Voilà, enfin, ta dernière interview. Tu n’en as pas marre des journalistes et toutes ces questions qui se répètent ?Tewfik : Non, jamais. J’en n’ai pas marre. Franchement, à chaque fois que l’on parle du film, il y a des questions qui reviennent… Ça fait toujours plaisir de parler d’un bon film plutôt que d’un film que l’on n’aime pas. J’imagine les gens, et il doit y en avoir un paquet, qui font un film, qui ne l’aiment pas forcément, et qui sont obligés d’aller le défendre devant la presse. Là, il y a toujours des choses à redire.
Tu ne te sens pas un peu disque rayé ?Je pense que je suis en train d’utiliser mes dernières cartouches d’énergie.  
C’est quand la première fois que tu t’es senti naître ?Il y a eu plusieurs naissances. Je crois que la première fois où j’ai vraiment eu une sensation de naissance, c’est la Coupe du monde de 1998. Vraiment. Un truc en moi s’est déclenché. Je suis presque né par le foot, et Zidane c’est presque mon père. Aussi, quand je suis rentré au Conservatoire National, il y a eu une espèce de nouvelle naissance.
Et la première fois que tu t’es dis « je viens d’ici », que t’as eu la notion de venir de quelque part ?C’était dans mes premiers voyages. On partait avec des potes, draguer des meufs en Espagne, elles nous disaient « d’où vous venez » et on leur disait « je viens de France ». Souvent, les gens tiquaient un peu, disaient « ah bon ? » Et après, tu dois parler de tes origines.    

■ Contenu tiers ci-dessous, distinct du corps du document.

/*! Introduces an abstraction for formulae and various types of connectives as ingredients for
constructing formulae.*/
use super::Var;
use itertools::Itertools;

/// Is the trait of propositional formulae.
pub trait Formula {
    /// Returns a list of the variables in the receiver formula.
    ///
    /// **Note**: In the list of variables, each variable symbol appears only once
    /// even if it is present at multiple positions of the receiver formula. Variables
    /// are listed in the order of their first occurrence.
    ///
    /// **Example**:
    /// ```rust
    /// # use razor_nf::syntax::{Expr, Var};
    /// use razor_nf::syntax::Formula;
    ///
    /// let a = Var::from("a");
    /// let b = Var::from("b");
    ///
    /// // (a ∧ b) ∨ ¬a
    /// let formula = Expr::from(a.clone())
    ///     .and(b.clone().into())
    ///     .or(Expr::not(a.clone().into()));
    /// assert_eq!(vec![&a, &b], formula.variables());
    /// ```
    fn variables(&self) -> Vec<&Var>;
}

// Collects the variables of a list of formulae without repetition.
fn variables_of<F: Formula>(args: &[F]) -> Vec<&Var> {
    args.iter().flat_map(|f| f.variables()).unique().collect()
}

/// Represents the negation of a formula.
#[derive(Clone, PartialEq, Eq, PartialOrd, Ord, Hash)]
pub struct Not<F: Formula> {
    pub(crate) formula: F,
}

impl<F: Formula> Not<F> {
    /// Wraps `formula` in a new instance of [`Not`].
    pub fn new(formula: F) -> Self {
        Self { formula }
    }

    /// Returns the formula wrapped in the receiver.
    #[inline(always)]
    pub fn formula(&self) -> &F {
        &self.formula
    }
}

impl<F: Formula> Formula for Not<F> {
    fn variables(&self) -> Vec<&Var> {
        self.formula.variables()
    }
}

/// Represents the conjunction of zero or more formulae.
///
/// **Note**: The conjunction of no formulae is logically true.
#[derive(Clone, PartialEq, Eq, PartialOrd, Ord, Hash)]
pub struct And<F: Formula> {
    pub(crate) args: Vec<F>,
}

impl<F: Formula> And<F> {
    /// Returns the conjunction of `args`.
    pub fn new(args: Vec<F>) -> Self {
        Self { args }
    }

    /// Returns the conjuncts of the receiver.
    #[inline(always)]
    pub fn args(&self) -> &[F] {
        &self.args
    }

    /// Consumes the receiver and returns its conjuncts.
    #[inline(always)]
    pub fn into_args(self) -> Vec<F> {
        self.args
    }
}

impl<F: Formula> Formula for And<F> {
    fn variables(&self) -> Vec<&Var> {
        variables_of(&self.args)
    }
}

/// Represents the disjunction of zero or more formulae.
///
/// **Note**: The disjunction of no formulae is logically false.
#[derive(Clone, PartialEq, Eq, PartialOrd, Ord, Hash)]
pub struct Or<F: Formula> {
    pub(crate) args: Vec<F>,
}

impl<F: Formula> Or<F> {
    /// Returns the disjunction of `args`.
    pub fn new(args: Vec<F>) -> Self {
        Self { args }
    }

    /// Returns the disjuncts of the receiver.
    #[inline(always)]
    pub fn args(&self) -> &[F] {
        &self.args
    }

    /// Consumes the receiver and returns its disjuncts.
    #[inline(always)]
    pub fn into_args(self) -> Vec<F> {
        self.args
    }
}

impl<F: Formula> Formula for Or<F> {
    fn variables(&self) -> Vec<&Var> {
        variables_of(&self.args)
    }
}

/// Represents an implication between two formulae.
#[derive(Clone, PartialEq, Eq, PartialOrd, Ord, Hash)]
pub struct Implies<F: Formula> {
    pub(crate) premise: F,
    pub(crate) consequence: F,
}

impl<F: Formula> Implies<F> {
    /// Returns an implication with a `premise` and a `consequence`.
    pub fn new(premise: F, consequence: F) -> Self {
        Self {
            premise,
            consequence,
        }
    }

    /// Returns the premise of the receiver.
    #[inline(always)]
    pub fn premise(&self) -> &F {
        &self.premise
    }

    /// Returns the consequence of the receiver.
    #[inline(always)]
    pub fn consequence(&self) -> &F {
        &self.consequence
    }
}

impl<F: Formula> Formula for Implies<F> {
    fn variables(&self) -> Vec<&Var> {
        let mut vs = self.premise.variables();
        vs.extend(self.consequence.variables());
        vs.into_iter().unique().collect()
    }
}

/// Represents a bi-implication between two formulae.
#[derive(Clone, PartialEq, Eq, PartialOrd, Ord, Hash)]
pub struct Iff<F: Formula> {
    pub(crate) left: F,
    pub(crate) right: F,
}

impl<F: Formula> Iff<F> {
    /// Returns a bi-implication between `left` and `right`.
    pub fn new(left: F, right: F) -> Self {
        Self { left, right }
    }

    /// Returns the formula on left of the receiver.
    #[inline(always)]
    pub fn left(&self) -> &F {
        &self.left
    }

    /// Returns the formula on the right of the receiver.
    #[inline(always)]
    pub fn right(&self) -> &F {
        &self.right
    }
}

impl<F: Formula> Formula for Iff<F> {
    fn variables(&self) -> Vec<&Var> {
        let mut vs = self.left.variables();
        vs.extend(self.right.variables());
        vs.into_iter().unique().collect()
    }
}

/// Represents a cardinality constraint over a list of formulae with a single bound.
///
/// Depending on the connective wrapping it, a [`Card`] requires that at least, at most or
/// exactly `bound` of its arguments are true.
#[derive(Clone, PartialEq, Eq, PartialOrd, Ord, Hash)]
pub struct Card<F: Formula> {
    pub(crate) bound: usize,
    pub(crate) args: Vec<F>,
}

impl<F: Formula> Card<F> {
    /// Returns a cardinality constraint with a `bound` over `args`.
    pub fn new(bound: usize, args: Vec<F>) -> Self {
        Self { bound, args }
    }

    /// Returns the bound of the receiver.
    #[inline(always)]
    pub fn bound(&self) -> usize {
        self.bound
    }

    /// Returns the arguments of the receiver.
    #[inline(always)]
    pub fn args(&self) -> &[F] {
        &self.args
    }
}

impl<F: Formula> Formula for Card<F> {
    fn variables(&self) -> Vec<&Var> {
        variables_of(&self.args)
    }
}

/// Represents a cardinality constraint requiring that the number of true arguments is
/// between `lower` and `upper` (inclusive).
#[derive(Clone, PartialEq, Eq, PartialOrd, Ord, Hash)]
pub struct Between<F: Formula> {
    pub(crate) lower: usize,
    pub(crate) upper: usize,
    pub(crate) args: Vec<F>,
}

impl<F: Formula> Between<F> {
    /// Returns a range constraint over `args`.
    pub fn new(lower: usize, upper: usize, args: Vec<F>) -> Self {
        Self { lower, upper, args }
    }

    /// Returns the lower bound of the receiver.
    #[inline(always)]
    pub fn lower(&self) -> usize {
        self.lower
    }

    /// Returns the upper bound of the receiver.
    #[inline(always)]
    pub fn upper(&self) -> usize {
        self.upper
    }

    /// Returns the arguments of the receiver.
    #[inline(always)]
    pub fn args(&self) -> &[F] {
        &self.args
    }
}

impl<F: Formula> Formula for Between<F> {
    fn variables(&self) -> Vec<&Var> {
        variables_of(&self.args)
    }
}

/// Represents an existentially quantified formula.
#[derive(Clone, PartialEq, Eq, PartialOrd, Ord, Hash)]
pub struct Exists<F: Formula> {
    pub(crate) variables: Vec<Var>,
    pub(crate) formula: F,
}

impl<F: Formula> Exists<F> {
    /// Returns an existentially quantified formula with bound `variables` and `formula`.
    pub fn new(variables: Vec<Var>, formula: F) -> Self {
        Self { variables, formula }
    }

    /// Returns the bound variables of the receiver.
    #[inline(always)]
    pub fn bound_variables(&self) -> &[Var] {
        &self.variables
    }

    /// Returns the formula of the existentially quantified receiver.
    #[inline(always)]
    pub fn formula(&self) -> &F {
        &self.formula
    }
}

impl<F: Formula> Formula for Exists<F> {
    fn variables(&self) -> Vec<&Var> {
        self.formula
            .variables()
            .into_iter()
            .filter(|v| !self.variables.contains(v))
            .collect()
    }
}

/// Represents a universally quantified formula.
#[derive(Clone, PartialEq, Eq, PartialOrd, Ord, Hash)]
pub struct Forall<F: Formula> {
    pub(crate) variables: Vec<Var>,
    pub(crate) formula: F,
}

impl<F: Formula> Forall<F> {
    /// Returns a universally quantified formula with bound `variables` and `formula`.
    pub fn new(variables: Vec<Var>, formula: F) -> Self {
        Self { variables, formula }
    }

    /// Returns the bound variables of the receiver.
    #[inline(always)]
    pub fn bound_variables(&self) -> &[Var] {
        &self.variables
    }

    /// Returns the formula of the universally quantified receiver.
    #[inline(always)]
    pub fn formula(&self) -> &F {
        &self.formula
    }
}

impl<F: Formula> Formula for Forall<F> {
    fn variables(&self) -> Vec<&Var> {
        self.formula
            .variables()
            .into_iter()
            .filter(|v| !self.variables.contains(v))
            .collect()
    }
}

Pourquoi on précise, toujours, nos origines ?Les gens ont un sentiment où ils ont besoin de s’identifier. Quand je dis que je viens d’Argenteuil, tous ceux d’Argenteuil s’identifient. Quand je dis que je viens de France, des gens sont contents. Et quand je dis que je suis d’origine algérienne, je fais plaisir à mes grands-parents aussi.

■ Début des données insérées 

//! The static tool catalog: every file-processing tool the app exposes.
//!
//! The catalog is loaded once at process start and never mutated; lookups
//! are pure and synchronous. A missing id is a normal outcome (the user can
//! navigate to any id), so [`find_by_id`] returns `Option` and callers render
//! a not-found state rather than treating it as an error.

use once_cell::sync::Lazy;
use serde::Serialize;

/// Broad grouping used by the tool list UI.
#[derive(Debug, Clone, Copy, PartialEq, Eq, Serialize)]
#[serde(rename_all = "lowercase")]
pub enum ToolCategory {
    Pdf,
    Image,
    Document,
}

/// One immutable catalog entry.
///
/// Display metadata only — processing rules live in
/// [`crate::config::ToolConfig`], resolved separately so a descriptor can
/// exist before its pipeline is wired (it then falls back to the documented
/// default config).
#[derive(Debug, Clone, Serialize)]
pub struct ToolDescriptor {
    pub id: &'static str,
    pub display_name: &'static str,
    pub icon: &'static str,
    pub description: &'static str,
    pub category: ToolCategory,
}

static TOOLS: Lazy<Vec<ToolDescriptor>> = Lazy::new(|| {
    use ToolCategory::*;
    vec![
        ToolDescriptor {
            id: "merge-pdf",
            display_name: "Merge PDF",
            icon: "file-multiple",
            description: "Combine several PDFs into one document",
            category: Pdf,
        },
        ToolDescriptor {
            id: "split-pdf",
            display_name: "Split PDF",
            icon: "file-split",
            description: "Split a PDF into separate page ranges",
            category: Pdf,
        },
        ToolDescriptor {
            id: "compress-pdf",
            display_name: "Compress PDF",
            icon: "zip-box",
            description: "Shrink a PDF's file size",
            category: Pdf,
        },
        ToolDescriptor {
            id: "organize-pdf",
            display_name: "Organize PDF",
            icon: "file-swap",
            description: "Reorder or rotate the pages of a PDF",
            category: Pdf,
        },
        ToolDescriptor {
            id: "add-page-numbers",
            display_name: "Add Page Numbers",
            icon: "format-list-numbered",
            description: "Stamp page numbers onto every page",
            category: Pdf,
        },
        ToolDescriptor {
            id: "extract-pdf-pages",
            display_name: "Extract Pages",
            icon: "file-export",
            description: "Pull selected pages into a new PDF",
            category: Pdf,
        },
        ToolDescriptor {
            id: "remove-pdf-pages",
            display_name: "Remove Pages",
            icon: "file-remove",
            description: "Delete selected pages from a PDF",
            category: Pdf,
        },
        ToolDescriptor {
            id: "pdf-to-word",
            display_name: "PDF to Word",
            icon: "file-word",
            description: "Convert a PDF into an editable Word document",
            category: Pdf,
        },
        ToolDescriptor {
            id: "pdf-to-excel",
            display_name: "PDF to Excel",
            icon: "file-excel",
            description: "Convert PDF tables into a spreadsheet",
            category: Pdf,
        },
        ToolDescriptor {
            id: "pdf-to-image",
            display_name: "PDF to Images",
            icon: "file-image",
            description: "Export each PDF page as an image",
            category: Pdf,
        },
        ToolDescriptor {
            id: "remove-bg",
            display_name: "Remove Background",
            icon: "image-off",
            description: "Cut the background out of a photo",
            category: Image,
        },
        ToolDescriptor {
            id: "image-to-pdf",
            display_name: "Images to PDF",
            icon: "image-multiple",
            description: "Bundle one or more images into a PDF",
            category: Image,
        },
        ToolDescriptor {
            id: "word-to-pdf",
            display_name: "Word to PDF",
            icon: "file-document",
            description: "Convert a Word document to PDF",
            category: Document,
        },
        ToolDescriptor {
            id: "excel-to-pdf",
            display_name: "Excel to PDF",
            icon: "table",
            description: "Convert a spreadsheet to PDF",
            category: Document,
        },
    ]
});

/// All catalogued tools, in display order.
pub fn all() -> &'static [ToolDescriptor] {
    &TOOLS
}

/// Look up a tool by id. `None` is a normal outcome, not an error.
pub fn find_by_id(id: &str) -> Option<&'static ToolDescriptor> {
    TOOLS.iter().find(|t| t.id == id)
}

#[cfg(test)]
mod tests {
    use super::*;
    use std::collections::HashSet;

    #[test]
    fn ids_are_unique() {
        let ids: HashSet<_> = all().iter().map(|t| t.id).collect();
        assert_eq!(ids.len(), all().len());
    }

    #[test]
    fn find_known_tool() {
        let tool = find_by_id("merge-pdf").expect("merge-pdf is catalogued");
        assert_eq!(tool.display_name, "Merge PDF");
        assert_eq!(tool.category, ToolCategory::Pdf);
    }

    #[test]
    fn find_unknown_tool_is_none() {
        assert!(find_by_id("rotate-the-moon").is_none());
        assert!(find_by_id("").is_none());
    }

    #[test]
    fn every_descriptor_has_display_metadata() {
        for tool in all() {
            assert!(!tool.id.is_empty());
            assert!(!tool.display_name.is_empty());
            assert!(!tool.description.is_empty());
            assert!(!tool.icon.is_empty());
        }
    }

    #[test]
    fn every_descriptor_resolves_a_config() {
        // Catalog invariant: a descriptor without a bespoke config falls
        // back to the default, so resolution never fails.
        for tool in all() {
            let cfg = crate::config::ToolConfig::for_tool(tool.id);
            assert!(!cfg.endpoint.is_empty(), "{} has no endpoint", tool.id);
            assert!(!cfg.file_field.is_empty());
        }
    }
}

C’est pour faire plaisir à tout le monde.Oui, je crois. C’est pour ne pas froisser les anciens. Eux, ils ont l’impression que si on dit qu’on est français, il y a une forme de trahison. Moi, je connais des mecs de 40 ou 50 ans qui n’osaient pas prendre leur passeport français parce que c’était trahir le père qui avait refusé auparavant la nationalité française. Nous, on fait partie d’une génération qui vit en disant « on est là ». On est fiers d’être français.
C’est beauf comme phrase de dire « je suis fier d’être français »…Tewfik : Non. Je trouve ça beau de dire je suis fier d’être français. Les fachos ne sont pas habitués à nous entendre dire ça. C’est comme un vieux tube. La chanson, la première fois, tu la trouves bof. Et puis, au fur et à mesure que tu l’écoutes, tu commences à l’apprécier à force de la réécouter. Enfin, tu connais les paroles par cœur. La France, il faut lui répéter le plus souvent possible qu’on est français.

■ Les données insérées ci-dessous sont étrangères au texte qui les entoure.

//! Result distribution: offer the saved artifact to a share surface.
//!
//! The platform share sheet is a nicety, not a requirement — when no surface
//! is available the session is still a success and the caller tells the user
//! the file was saved locally. That downgrade is encoded in the return type:
//! [`ShareOutcome::Unavailable`] is an informational outcome, not an error.

use std::path::Path;

use tracing::debug;

/// What happened when the artifact was offered for sharing.
#[derive(Debug, Clone, Copy, PartialEq, Eq)]
pub enum ShareOutcome {
    /// The surface accepted the file (the user saw a share sheet or
    /// equivalent).
    Offered,
    /// No surface on this platform/run; the artifact stays on disk.
    Unavailable,
}

/// A platform's native share surface.
pub trait ShareSurface: Send + Sync {
    fn offer(&self, artifact: &Path) -> ShareOutcome;
}

/// The always-absent surface: headless runs, tests, and platforms without a
/// share sheet.
pub struct NoShareSurface;

impl ShareSurface for NoShareSurface {
    fn offer(&self, artifact: &Path) -> ShareOutcome {
        debug!("no share surface; {} stays local", artifact.display());
        ShareOutcome::Unavailable
    }
}

#[cfg(test)]
mod tests {
    use super::*;
    use std::sync::atomic::{AtomicUsize, Ordering};

    #[test]
    fn absent_surface_reports_unavailable() {
        let outcome = NoShareSurface.offer(Path::new("/docs/merged.pdf"));
        assert_eq!(outcome, ShareOutcome::Unavailable);
    }

    #[test]
    fn custom_surface_sees_the_artifact_path() {
        struct Recording(AtomicUsize);
        impl ShareSurface for Recording {
            fn offer(&self, artifact: &Path) -> ShareOutcome {
                assert!(artifact.ends_with("split-documents.zip"));
                self.0.fetch_add(1, Ordering::SeqCst);
                ShareOutcome::Offered
            }
        }

        let surface = Recording(AtomicUsize::new(0));
        let outcome = surface.offer(Path::new("/docs/split-documents.zip"));
        assert_eq!(outcome, ShareOutcome::Offered);
        assert_eq!(surface.0.load(Ordering::SeqCst), 1);
    }
}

Malik : Il faut gommer l’aspect selon lequel un jeune issu de l’immigration, quand il dit qu’il est fier d’être français, ça sonne faux. A travers des films, des spectacles ou à la télé, on peut montrer qu’on est pleinement français. Avec nos textes, ou même avec ce film, on touche un public beaucoup plus large que les jeunes de banlieue, on tente de toucher toute la France. Il n’y pas de complexe d’infériorité à avoir. Je suis français, je vis ici, j’ai grandi ici.
Dans Né Quelque Part pourtant, parfois, on n’a pas trop envie d’aimer la France…Malik : On voit les deux côtés : le bon et le mauvais. Après, la France ce n’est pas que les centres de rétention. Surtout, ce film c’est un pont entre l’Algérie et la France, mais c’est aussi un miroir. On est témoins de la découverte de l’Algérie pour un Français, mais aussi on voit un blédard algérien rêver de France.
 
Avec Né Quelque Part, on dit « Vive la France »,  mais on dit aussi « Vive les blédards »…Tewfik : Quand on marche dans Paris, quand on les voit au café ou dans le métro, à aucun moment on prend conscience de leur histoire. Pourtant, ce sont des monuments, les mecs. Faut savoir le sacrifice énorme qu’ils ont. On n’imagine même pas ce qu’ils ont vécu et dans quelles conditions ils ont été accueillis. Ce film leur rend hommage.

Malik : Né Quelque Part, c’est un film qui veut humaniser ces blédards. On se dit : « si moi j’avais été à leur place, qu’est ce que je ferais ? Si j’étais au bled et que je verrais arriver un cousin de France qui débarquerait avec un Jean Levis et des Stan Smith alors que moi je galère au pays, est ce que je ne serais pas tenté de faire le grand saut ? Est-ce que je serais un blédard sans foi ni loi ? Pas sur, au contraire. » Si tu prends le risque, c’est que quelque part t’as du cœur.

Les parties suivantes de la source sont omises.